SRP Posted December 24, 2007 Posted December 24, 2007 I have a request to "re-register" the shares of a participant's account into accounts in the name of a self-settled (or grantor) trust. My thoughts are this cannot be done but I want to be clear with the Participant as to why and what are the alternatives. 1 - The participant is not the owner of the shares held in his account because since the Qualified Plan assets are held in trust the Trustee of the Plan owns the shares and not the participant. The participant has no rights to re-register or re-title while held within the Plan trust. 2 - The participant can name the trust as the beneficiary for the account (so long as J&S rules either don't apply or are satisfied). I am fairly certain regarding #1 - but I don't know enough regarding #2 to indicate what is the effective difference between having the shares held within the living trust (as requested) and having the trust simply be the beneficiary of the participant's account. What would be the different treatment, if any, since it is a self-settled (grantor) trust whereby the settlor/grantor and trustee is one in the same and essentially has control of the assets until death anyway. Thanks in advance.

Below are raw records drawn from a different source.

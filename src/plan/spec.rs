// ABOUTME: PlanSpec - the planner's structured description of a crew.
// ABOUTME: Plain serde types; the compiler turns them into runnable agents and tasks.

use serde::{Deserialize, Serialize};

/// Agents and the ordered tasks they should perform.
#[derive(Debug, Clone, PartialEq, Eq, Serialize, Deserialize)]
pub struct PlanSpec {
    pub agents: Vec<AgentSpec>,
    pub tasks: Vec<TaskSpec>,
}

#[derive(Debug, Clone, PartialEq, Eq, Serialize, Deserialize)]
pub struct AgentSpec {
    /// Unique key within a plan; tasks refer to agents by this name.
    pub name: String,
    pub role: String,
    pub goal: String,
    pub backstory: String,
    /// Tool identifiers such as `CalculatorTools.calculate`.
    #[serde(default)]
    pub tools: Vec<String>,
}

#[derive(Debug, Clone, PartialEq, Eq, Serialize, Deserialize)]
pub struct TaskSpec {
    pub description: String,
    /// Name of the agent that should run this task.
    pub agent: String,
}

impl PlanSpec {
    pub fn agent_names(&self) -> Vec<&str> {
        self.agents.iter().map(|a| a.name.as_str()).collect()
    }
}
// ABOUTME: RelayServer - accepts WebSocket connections and runs one Session per client.
// ABOUTME: Each connection gets a bounded outbound queue drained by its own writer task.

use std::net::SocketAddr;
use std::sync::Arc;

use async_trait::async_trait;
use futures::stream::BoxStream;
use futures::{SinkExt, StreamExt, future};
use tokio::net::{TcpListener, TcpStream};
use tokio::sync::mpsc;
use tokio_tungstenite::tungstenite::Message;
use tokio_util::sync::CancellationToken;
use tokio_util::task::TaskTracker;

use super::pipeline::Pipeline;
use super::session::Session;
use crate::config::{DisconnectPolicy, RelayConfig};
use crate::hook::EventSink;

/// EventSink backed by a connection's outbound queue.
pub struct ChannelSink {
    tx: mpsc::Sender<String>,
}

impl ChannelSink {
    pub fn new(tx: mpsc::Sender<String>) -> Self {
        Self { tx }
    }
}

#[async_trait]
impl EventSink for ChannelSink {
    async fn emit(&self, message: String) {
        if self.tx.send(message).await.is_err() {
            tracing::debug!("connection closed, dropping event");
        }
    }
}

pub struct RelayServer {
    pipeline: Arc<Pipeline>,
    on_disconnect: DisconnectPolicy,
    outbound_buffer: usize,
}

impl RelayServer {
    pub fn new(pipeline: Arc<Pipeline>) -> Self {
        Self {
            pipeline,
            on_disconnect: DisconnectPolicy::default(),
            outbound_buffer: 256,
        }
    }

    pub fn from_config(pipeline: Arc<Pipeline>, config: &RelayConfig) -> Self {
        Self::new(pipeline)
            .on_disconnect(config.on_disconnect)
            .outbound_buffer(config.outbound_buffer)
    }

    pub fn on_disconnect(mut self, policy: DisconnectPolicy) -> Self {
        self.on_disconnect = policy;
        self
    }

    pub fn outbound_buffer(mut self, capacity: usize) -> Self {
        self.outbound_buffer = capacity.max(1);
        self
    }

    /// Accept connections until `shutdown` is cancelled, then wait for
    /// every session to wind down.
    pub async fn serve(&self, listener: TcpListener, shutdown: CancellationToken) -> std::io::Result<()> {
        let tracker = TaskTracker::new();
        tracing::info!(addr = %listener.local_addr()?, "relay listening");

        loop {
            let (stream, peer) = tokio::select! {
                _ = shutdown.cancelled() => break,
                accepted = listener.accept() => match accepted {
                    Ok(conn) => conn,
                    Err(e) => {
                        tracing::warn!(error = %e, "accept failed");
                        continue;
                    }
                },
            };

            let session = Session::new(self.pipeline.clone())
                .on_disconnect(self.on_disconnect)
                .shutdown(shutdown.child_token());
            tracker.spawn(handle_connection(stream, peer, session, self.outbound_buffer));
        }

        tracker.close();
        tracker.wait().await;
        tracing::info!("relay stopped");
        Ok(())
    }
}

async fn handle_connection(stream: TcpStream, peer: SocketAddr, session: Session, buffer: usize) {
    let ws = match tokio_tungstenite::accept_async(stream).await {
        Ok(ws) => ws,
        Err(e) => {
            tracing::debug!(%peer, error = %e, "websocket handshake failed");
            return;
        }
    };
    tracing::info!(%peer, session = session.id(), "client connected");

    let (mut write, read) = ws.split();
    let (tx, mut rx) = mpsc::channel::<String>(buffer);

    let writer = tokio::spawn(async move {
        while let Some(line) = rx.recv().await {
            if let Err(e) = write.send(Message::Text(line.into())).await {
                tracing::debug!(error = %e, "websocket write failed");
                return;
            }
        }
        let _ = write.close().await;
    });

    session.run(inbound_missions(read), Arc::new(ChannelSink::new(tx))).await;

    if let Err(e) = writer.await {
        tracing::debug!(%peer, error = %e, "writer task failed");
    }
    tracing::info!(%peer, "client disconnected");
}

/// Text frames as missions; ends at a close frame or transport error.
fn inbound_missions<S>(read: S) -> BoxStream<'static, String>
where
    S: futures::Stream<Item = Result<Message, tokio_tungstenite::tungstenite::Error>>
        + Send
        + 'static,
{
    read.take_while(|frame| {
        let keep = match frame {
            Ok(Message::Close(_)) => false,
            Ok(_) => true,
            Err(e) => {
                tracing::debug!(error = %e, "websocket read failed");
                false
            }
        };
        future::ready(keep)
    })
    .filter_map(|frame| {
        future::ready(match frame {
            Ok(Message::Text(text)) => Some(text.as_str().to_owned()),
            _ => None,
        })
    })
    .boxed()
}
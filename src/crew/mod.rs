// ABOUTME: Crew module - executing a compiled plan for one mission.
// ABOUTME: ExecutionContext carries per-mission state; ExecutionEngine runs the tasks.

mod context;
mod engine;

pub use context::ExecutionContext;
pub use engine::{ExecutionEngine, FinalResult, TaskOutput};
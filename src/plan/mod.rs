// ABOUTME: Plan module - from a mission to a runnable crew.
// ABOUTME: PlanSpec types, the Planner that produces them and the PlanCompiler.

mod compiler;
mod planner;
mod spec;

pub use compiler::{CompiledAgent, CompiledPlan, CompiledTask, PlanCompiler};
pub use planner::{LlmPlanner, Planner, extract_json};
pub use spec::{AgentSpec, PlanSpec, TaskSpec};

#[cfg(test)]
mod compiler_test;
#[cfg(test)]
mod planner_test;
// ABOUTME: Defines the Tool trait - a capability an agent can invoke.
// ABOUTME: Tools have an LLM-facing name, description, schema and async execute.

use async_trait::async_trait;

use super::ToolResult;

/// A tool that can be executed by an agent.
#[async_trait]
pub trait Tool: Send + Sync {
    /// Function name offered to the model. Must match `[a-z0-9_-]+`.
    fn name(&self) -> &str;

    /// Human-readable description for the model.
    fn description(&self) -> &str;

    /// JSON Schema of the tool's input parameters.
    fn schema(&self) -> serde_json::Value;

    /// Whether the tool's output is the agent's final answer.
    fn returns_direct(&self) -> bool {
        false
    }

    /// Execute the tool with the given parameters.
    ///
    /// Problems the agent can react to (bad query, remote error) should be
    /// returned as [`ToolResult::error`]; `Err` is for failures of the tool itself.
    async fn execute(&self, params: serde_json::Value) -> Result<ToolResult, anyhow::Error>;
}
// ABOUTME: Implements the Registry - an immutable map from ToolKind to the
// ABOUTME: tool implementing it, shared read-only by every session.

use std::collections::BTreeMap;
use std::sync::Arc;

use super::{Tool, ToolKind};
use crate::error::ToolError;
use crate::llm::ToolDefinition;

/// Builder for a [`Registry`]. Registration only happens here, before the
/// registry is shared.
#[derive(Default)]
pub struct RegistryBuilder {
    tools: BTreeMap<ToolKind, Arc<dyn Tool>>,
}

impl RegistryBuilder {
    /// Register the implementation of a tool kind, replacing any previous one.
    pub fn register<T: Tool + 'static>(self, kind: ToolKind, tool: T) -> Self {
        self.register_arc(kind, Arc::new(tool))
    }

    pub fn register_arc(mut self, kind: ToolKind, tool: Arc<dyn Tool>) -> Self {
        self.tools.insert(kind, tool);
        self
    }

    pub fn build(self) -> Registry {
        Registry {
            tools: Arc::new(self.tools),
        }
    }
}

/// A read-only registry of tools, cheap to clone.
#[derive(Clone, Default)]
pub struct Registry {
    tools: Arc<BTreeMap<ToolKind, Arc<dyn Tool>>>,
}

impl Registry {
    pub fn builder() -> RegistryBuilder {
        RegistryBuilder::default()
    }

    /// Get the tool registered for a kind.
    pub fn get(&self, kind: ToolKind) -> Option<Arc<dyn Tool>> {
        self.tools.get(&kind).cloned()
    }

    /// Resolve a planner-facing identifier to its kind and tool.
    ///
    /// Fails with [`ToolError::Unknown`] when the identifier names no known
    /// kind or the kind has no implementation in this registry.
    pub fn resolve(&self, identifier: &str) -> Result<(ToolKind, Arc<dyn Tool>), ToolError> {
        identifier
            .parse::<ToolKind>()
            .ok()
            .and_then(|kind| self.get(kind).map(|tool| (kind, tool)))
            .ok_or_else(|| ToolError::Unknown(identifier.to_string()))
    }

    /// Registered identifiers in a stable order.
    pub fn identifiers(&self) -> Vec<&'static str> {
        self.tools.keys().map(|k| k.identifier()).collect()
    }

    pub fn count(&self) -> usize {
        self.tools.len()
    }

    pub fn is_empty(&self) -> bool {
        self.tools.is_empty()
    }

    /// Convert all tools to LLM tool definitions.
    pub fn to_definitions(&self) -> Vec<ToolDefinition> {
        self.tools
            .values()
            .map(|t| ToolDefinition {
                name: t.name().to_string(),
                description: t.description().to_string(),
                input_schema: t.schema(),
            })
            .collect()
    }
}
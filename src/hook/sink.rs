// ABOUTME: Event sinks - destinations for human-readable progress lines.
// ABOUTME: SinkHook adapts any sink into a Hook; MemorySink collects lines in memory.

use std::sync::Arc;

use async_trait::async_trait;
use tokio::sync::Mutex;

use super::{Hook, HookEvent};

/// Somewhere progress lines can be pushed, such as a WebSocket connection.
///
/// Emitting never fails from the caller's point of view; a sink whose
/// transport is gone drops the line.
#[async_trait]
pub trait EventSink: Send + Sync {
    async fn emit(&self, message: String);
}

/// Forwards every describable event to a sink.
pub struct SinkHook {
    sink: Arc<dyn EventSink>,
}

impl SinkHook {
    pub fn new(sink: Arc<dyn EventSink>) -> Self {
        Self { sink }
    }
}

#[async_trait]
impl Hook for SinkHook {
    fn accepts(&self, event: &HookEvent) -> bool {
        !matches!(event, HookEvent::TaskEnd { .. })
    }

    async fn on_event(&self, event: &HookEvent) -> Result<(), anyhow::Error> {
        if let Some(line) = event.describe() {
            self.sink.emit(line).await;
        }
        Ok(())
    }
}

/// In-memory sink.
#[derive(Clone, Default)]
pub struct MemorySink {
    messages: Arc<Mutex<Vec<String>>>,
}

impl MemorySink {
    pub fn new() -> Self {
        Self::default()
    }

    pub async fn messages(&self) -> Vec<String> {
        self.messages.lock().await.clone()
    }

    pub async fn len(&self) -> usize {
        self.messages.lock().await.len()
    }
}

#[async_trait]
impl EventSink for MemorySink {
    async fn emit(&self, message: String) {
        self.messages.lock().await.push(message);
    }
}
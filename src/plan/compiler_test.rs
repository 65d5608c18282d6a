// ABOUTME: Tests for PlanCompiler.
// ABOUTME: Order preservation, tool resolution, unknown agents and duplicate policies.

use std::sync::Arc;

use super::*;
use crate::config::{DuplicateAgentPolicy, ToolsConfig};
use crate::crew::ExecutionContext;
use crate::error::CompileError;
use crate::hook::MemorySink;
use crate::tool::ToolKind;
use crate::tools::standard_registry;

fn agent(name: &str, tools: &[&str]) -> AgentSpec {
    AgentSpec {
        name: name.to_string(),
        role: format!("{name} role"),
        goal: format!("{name} goal"),
        backstory: format!("{name} backstory"),
        tools: tools.iter().map(|t| t.to_string()).collect(),
    }
}

fn task(description: &str, agent: &str) -> TaskSpec {
    TaskSpec {
        description: description.to_string(),
        agent: agent.to_string(),
    }
}

fn compiler() -> PlanCompiler {
    PlanCompiler::new(standard_registry(&ToolsConfig::default()), "Korean")
}

fn billing_plan() -> PlanSpec {
    PlanSpec {
        agents: vec![
            agent("Architect", &[]),
            agent("Analyst", &["CalculatorTools.calculate"]),
        ],
        tasks: vec![
            task("Design the billing data model", "Architect"),
            task("Estimate monthly invoice volume", "Analyst"),
            task("Summarize the proposal", "Architect"),
        ],
    }
}

#[test]
fn test_task_count_and_order_preserved() {
    let plan = billing_plan();
    let compiled = compiler()
        .compile(&plan, &ExecutionContext::new("t"))
        .unwrap();

    assert_eq!(compiled.tasks.len(), 3);
    assert_eq!(compiled.agents.len(), 2);
    for (spec, compiled_task) in plan.tasks.iter().zip(&compiled.tasks) {
        assert!(compiled_task.description.starts_with(&spec.description));
        assert_eq!(compiled_task.agent_ref, spec.agent);
        assert_eq!(
            compiled_task.agent.as_ref().map(|a| a.name.as_str()),
            Some(spec.agent.as_str())
        );
    }
}

#[test]
fn test_language_directive_appended() {
    let compiled = compiler()
        .compile(&billing_plan(), &ExecutionContext::new("t"))
        .unwrap();
    assert_eq!(
        compiled.tasks[0].description,
        "Design the billing data model. The result MUST be written in Korean language."
    );

    let english = PlanCompiler::new(standard_registry(&ToolsConfig::default()), "English");
    let compiled = english
        .compile(&billing_plan(), &ExecutionContext::new("t"))
        .unwrap();
    assert!(compiled.tasks[2].description.ends_with("written in English language."));
}

#[test]
fn test_tools_resolved_in_order() {
    let plan = PlanSpec {
        agents: vec![agent(
            "Researcher",
            &[
                "SearchTools.search_news",
                "CalculatorTools.calculate",
                "SearchTools.search_internet",
            ],
        )],
        tasks: vec![task("Research", "Researcher")],
    };
    let compiled = compiler().compile(&plan, &ExecutionContext::new("t")).unwrap();

    let kinds: Vec<_> = compiled.agents[0].tool_kinds().collect();
    assert_eq!(
        kinds,
        vec![ToolKind::SearchNews, ToolKind::Calculate, ToolKind::SearchInternet]
    );
    assert_eq!(compiled.agents[0].tools[1].1.name(), "calculate");
    assert!(compiled.agents[0].allow_delegation);
}

#[test]
fn test_unknown_tool_fails_whole_compile() {
    let plan = PlanSpec {
        agents: vec![
            agent("Good", &["CalculatorTools.calculate"]),
            agent("Bad", &["ShellTools.run"]),
        ],
        tasks: vec![task("Anything", "Good")],
    };

    let err = compiler()
        .compile(&plan, &ExecutionContext::new("t"))
        .unwrap_err();
    match err {
        CompileError::UnknownTool { agent, tool } => {
            assert_eq!(agent, "Bad");
            assert_eq!(tool, "ShellTools.run");
        }
        other => panic!("expected UnknownTool, got {other:?}"),
    }
}

#[test]
fn test_unknown_agent_reference_compiles_to_none() {
    let mut plan = billing_plan();
    plan.tasks.push(task("Orphaned work", "Nonexistent"));

    let compiled = tokio_test::assert_ok!(compiler().compile(&plan, &ExecutionContext::new("t")));
    let last = compiled.tasks.last().unwrap();
    assert!(last.agent.is_none());
    assert_eq!(last.agent_ref, "Nonexistent");
}

#[test]
fn test_describe_round_trips_except_directive() {
    let plan = PlanSpec {
        agents: vec![
            agent("Architect", &["SearchTools.search_internet"]),
            agent("Analyst", &["CalculatorTools.calculate", "PowerpointTools.generate_slide"]),
        ],
        tasks: vec![task("Design", "Architect"), task("Cost", "Analyst")],
    };
    let compiler = compiler();
    let compiled = compiler.compile(&plan, &ExecutionContext::new("t")).unwrap();
    let mut described = compiled.describe();

    assert_eq!(described.agents, plan.agents);
    for task in &mut described.tasks {
        task.description = task
            .description
            .strip_suffix(&compiler.directive())
            .unwrap()
            .to_string();
    }
    assert_eq!(described, plan);
}

#[test]
fn test_duplicate_agents_rejected_by_default() {
    let plan = PlanSpec {
        agents: vec![agent("Twin", &[]), agent("Twin", &["CalculatorTools.calculate"])],
        tasks: vec![task("Work", "Twin")],
    };
    let err = compiler()
        .compile(&plan, &ExecutionContext::new("t"))
        .unwrap_err();
    assert!(matches!(err, CompileError::DuplicateAgent(name) if name == "Twin"));
}

#[test]
fn test_duplicate_agents_last_wins() {
    let plan = PlanSpec {
        agents: vec![agent("Twin", &[]), agent("Twin", &["CalculatorTools.calculate"])],
        tasks: vec![task("Work", "Twin")],
    };
    let compiled = compiler()
        .duplicates(DuplicateAgentPolicy::LastWins)
        .compile(&plan, &ExecutionContext::new("t"))
        .unwrap();

    assert_eq!(compiled.agents.len(), 2);
    let bound = compiled.tasks[0].agent.as_ref().unwrap();
    assert!(Arc::ptr_eq(bound, &compiled.agents[1]));
}

#[test]
fn test_context_hooks_attached_to_agents() {
    let bare = compiler()
        .compile(&billing_plan(), &ExecutionContext::new("t"))
        .unwrap();
    assert!(bare.agents.iter().all(|a| a.hooks.is_none()));

    let ctx = ExecutionContext::new("t").with_sink(Arc::new(MemorySink::new()));
    let observed = compiler().compile(&billing_plan(), &ctx).unwrap();
    assert!(
        observed
            .agents
            .iter()
            .all(|a| a.hooks.as_ref().map(|h| h.len()) == Some(1))
    );
}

Bird Posted December 26, 2007 Posted December 26, 2007 I agree with your reasoning. The employee is the participant, and the trustee is the trustee, and holds title to the assets for the benefit of the participant. The participant can name his trust as beneficiary but has no rights to re-title the assets. If he persists, ask him where you should send the bill for further research. Ed Snyder
Guest mjb Posted December 26, 2007 Posted December 26, 2007 The participant has adopted a revocable living trust in which all assets he owns are supposed to be held by the participant as the trustee of the living trust. This requires that the assets be retitled in the name of the participant as trustee of his revocable living trust which is not possible for assets held in a qualified plan. Transferring retirement plan assets to a living trust after the death of a participant is not a wise tax move because it can result in the loss of tax benefits such as spousal rollovers, etc. I dont think counsel for the employee understands why retirement plan benefits should/can not be held in a living trust.